<<<<
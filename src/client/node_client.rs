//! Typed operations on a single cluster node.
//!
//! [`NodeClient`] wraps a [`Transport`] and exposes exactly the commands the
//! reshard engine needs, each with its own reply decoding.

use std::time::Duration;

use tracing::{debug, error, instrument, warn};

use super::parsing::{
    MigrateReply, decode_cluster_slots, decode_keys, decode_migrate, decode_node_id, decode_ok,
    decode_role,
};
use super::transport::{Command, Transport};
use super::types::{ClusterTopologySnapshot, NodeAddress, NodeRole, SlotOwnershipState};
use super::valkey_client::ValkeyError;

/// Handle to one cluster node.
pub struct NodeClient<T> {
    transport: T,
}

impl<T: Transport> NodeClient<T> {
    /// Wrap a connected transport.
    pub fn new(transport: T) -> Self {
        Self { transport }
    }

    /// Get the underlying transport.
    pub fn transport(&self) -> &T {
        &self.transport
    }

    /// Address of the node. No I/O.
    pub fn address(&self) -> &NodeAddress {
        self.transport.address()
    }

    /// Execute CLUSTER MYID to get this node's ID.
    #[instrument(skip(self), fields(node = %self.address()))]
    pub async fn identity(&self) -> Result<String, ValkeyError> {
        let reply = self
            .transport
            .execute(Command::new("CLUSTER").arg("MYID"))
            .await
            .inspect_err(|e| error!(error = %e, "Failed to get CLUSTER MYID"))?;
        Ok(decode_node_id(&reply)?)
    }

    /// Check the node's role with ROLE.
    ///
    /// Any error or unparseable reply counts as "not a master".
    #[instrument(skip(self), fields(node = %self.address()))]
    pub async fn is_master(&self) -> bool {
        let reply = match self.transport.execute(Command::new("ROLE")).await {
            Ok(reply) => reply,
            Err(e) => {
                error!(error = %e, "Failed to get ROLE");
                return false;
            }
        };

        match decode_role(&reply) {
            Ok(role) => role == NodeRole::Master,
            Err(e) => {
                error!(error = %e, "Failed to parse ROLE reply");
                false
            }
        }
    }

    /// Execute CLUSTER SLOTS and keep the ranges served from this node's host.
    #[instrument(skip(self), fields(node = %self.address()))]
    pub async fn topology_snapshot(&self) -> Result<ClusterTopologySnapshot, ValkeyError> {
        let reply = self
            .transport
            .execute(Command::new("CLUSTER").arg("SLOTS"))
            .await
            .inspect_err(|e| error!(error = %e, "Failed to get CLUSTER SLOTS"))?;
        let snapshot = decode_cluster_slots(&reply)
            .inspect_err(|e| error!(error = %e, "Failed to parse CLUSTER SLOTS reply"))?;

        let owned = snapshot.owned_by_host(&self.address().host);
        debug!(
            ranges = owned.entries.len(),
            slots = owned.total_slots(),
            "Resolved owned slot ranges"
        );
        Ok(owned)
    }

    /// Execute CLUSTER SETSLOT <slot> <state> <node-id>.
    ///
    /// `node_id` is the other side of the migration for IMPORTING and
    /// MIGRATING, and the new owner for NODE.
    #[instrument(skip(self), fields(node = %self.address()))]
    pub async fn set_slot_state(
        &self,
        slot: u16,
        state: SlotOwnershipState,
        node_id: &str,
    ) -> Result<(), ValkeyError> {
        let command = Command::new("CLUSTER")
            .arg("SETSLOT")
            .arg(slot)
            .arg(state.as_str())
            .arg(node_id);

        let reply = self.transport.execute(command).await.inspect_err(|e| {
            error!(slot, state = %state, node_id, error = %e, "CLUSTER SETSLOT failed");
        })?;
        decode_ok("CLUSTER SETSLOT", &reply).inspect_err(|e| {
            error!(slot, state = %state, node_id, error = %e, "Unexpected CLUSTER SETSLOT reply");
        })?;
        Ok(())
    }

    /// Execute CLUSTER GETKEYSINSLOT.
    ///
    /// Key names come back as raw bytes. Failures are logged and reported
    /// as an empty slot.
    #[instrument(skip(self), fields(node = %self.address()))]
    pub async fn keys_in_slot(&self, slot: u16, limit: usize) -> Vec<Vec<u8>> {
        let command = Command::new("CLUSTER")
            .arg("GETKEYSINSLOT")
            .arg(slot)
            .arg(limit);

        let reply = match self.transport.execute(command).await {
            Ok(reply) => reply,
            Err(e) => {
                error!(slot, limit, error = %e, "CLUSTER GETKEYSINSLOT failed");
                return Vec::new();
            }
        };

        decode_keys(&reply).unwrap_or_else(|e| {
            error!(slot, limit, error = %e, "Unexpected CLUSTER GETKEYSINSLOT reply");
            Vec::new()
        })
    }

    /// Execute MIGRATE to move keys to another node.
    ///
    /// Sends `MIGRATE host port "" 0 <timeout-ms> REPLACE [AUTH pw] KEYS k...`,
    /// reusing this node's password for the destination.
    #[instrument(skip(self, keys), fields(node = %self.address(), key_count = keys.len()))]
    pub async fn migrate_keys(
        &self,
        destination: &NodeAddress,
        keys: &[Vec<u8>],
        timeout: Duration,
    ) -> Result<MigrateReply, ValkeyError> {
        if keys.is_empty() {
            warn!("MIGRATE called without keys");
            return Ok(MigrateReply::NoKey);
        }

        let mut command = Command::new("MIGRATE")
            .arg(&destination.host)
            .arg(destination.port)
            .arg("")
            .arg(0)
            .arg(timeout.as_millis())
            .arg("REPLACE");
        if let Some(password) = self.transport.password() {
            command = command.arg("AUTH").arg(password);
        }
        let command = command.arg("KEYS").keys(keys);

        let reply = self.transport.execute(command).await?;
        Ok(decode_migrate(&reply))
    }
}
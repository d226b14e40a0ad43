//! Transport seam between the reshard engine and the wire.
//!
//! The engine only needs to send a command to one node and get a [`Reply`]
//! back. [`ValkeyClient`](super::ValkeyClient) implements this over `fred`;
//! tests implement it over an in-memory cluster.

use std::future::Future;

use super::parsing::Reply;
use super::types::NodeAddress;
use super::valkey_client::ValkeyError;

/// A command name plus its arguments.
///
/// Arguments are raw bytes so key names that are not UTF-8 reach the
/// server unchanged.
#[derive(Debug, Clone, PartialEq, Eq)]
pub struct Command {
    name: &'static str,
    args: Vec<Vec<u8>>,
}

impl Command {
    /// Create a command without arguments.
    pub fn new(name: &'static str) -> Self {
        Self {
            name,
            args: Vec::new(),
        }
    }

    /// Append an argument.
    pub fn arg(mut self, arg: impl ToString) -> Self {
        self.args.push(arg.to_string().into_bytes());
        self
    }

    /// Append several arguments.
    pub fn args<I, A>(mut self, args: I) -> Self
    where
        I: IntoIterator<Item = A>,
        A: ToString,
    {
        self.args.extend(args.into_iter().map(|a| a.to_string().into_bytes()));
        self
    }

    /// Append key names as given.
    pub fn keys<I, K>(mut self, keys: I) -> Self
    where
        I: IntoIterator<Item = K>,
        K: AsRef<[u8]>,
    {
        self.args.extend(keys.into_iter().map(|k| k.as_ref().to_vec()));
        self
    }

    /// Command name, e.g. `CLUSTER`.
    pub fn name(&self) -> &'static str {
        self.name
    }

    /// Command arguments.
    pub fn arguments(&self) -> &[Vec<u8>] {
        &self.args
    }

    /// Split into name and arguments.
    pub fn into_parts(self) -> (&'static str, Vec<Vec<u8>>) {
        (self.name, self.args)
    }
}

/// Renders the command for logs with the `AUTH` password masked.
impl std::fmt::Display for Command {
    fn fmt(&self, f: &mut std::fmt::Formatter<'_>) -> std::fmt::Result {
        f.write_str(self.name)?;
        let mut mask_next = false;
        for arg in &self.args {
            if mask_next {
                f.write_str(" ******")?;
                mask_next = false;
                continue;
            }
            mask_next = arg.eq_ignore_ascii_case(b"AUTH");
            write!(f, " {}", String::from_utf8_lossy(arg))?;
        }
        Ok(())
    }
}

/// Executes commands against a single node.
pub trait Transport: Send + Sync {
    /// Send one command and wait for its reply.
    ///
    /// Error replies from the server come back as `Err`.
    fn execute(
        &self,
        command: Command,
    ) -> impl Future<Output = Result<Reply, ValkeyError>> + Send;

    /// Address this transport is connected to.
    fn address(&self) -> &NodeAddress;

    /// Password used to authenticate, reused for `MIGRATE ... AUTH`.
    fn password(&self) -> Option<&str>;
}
>>>>
» **Exercise objective**: Could you copy out every line in the listing where the word "return" appears?

» **Answer section**:
                return false;
                return Vec::new();
            return Ok(MigrateReply::NoKey);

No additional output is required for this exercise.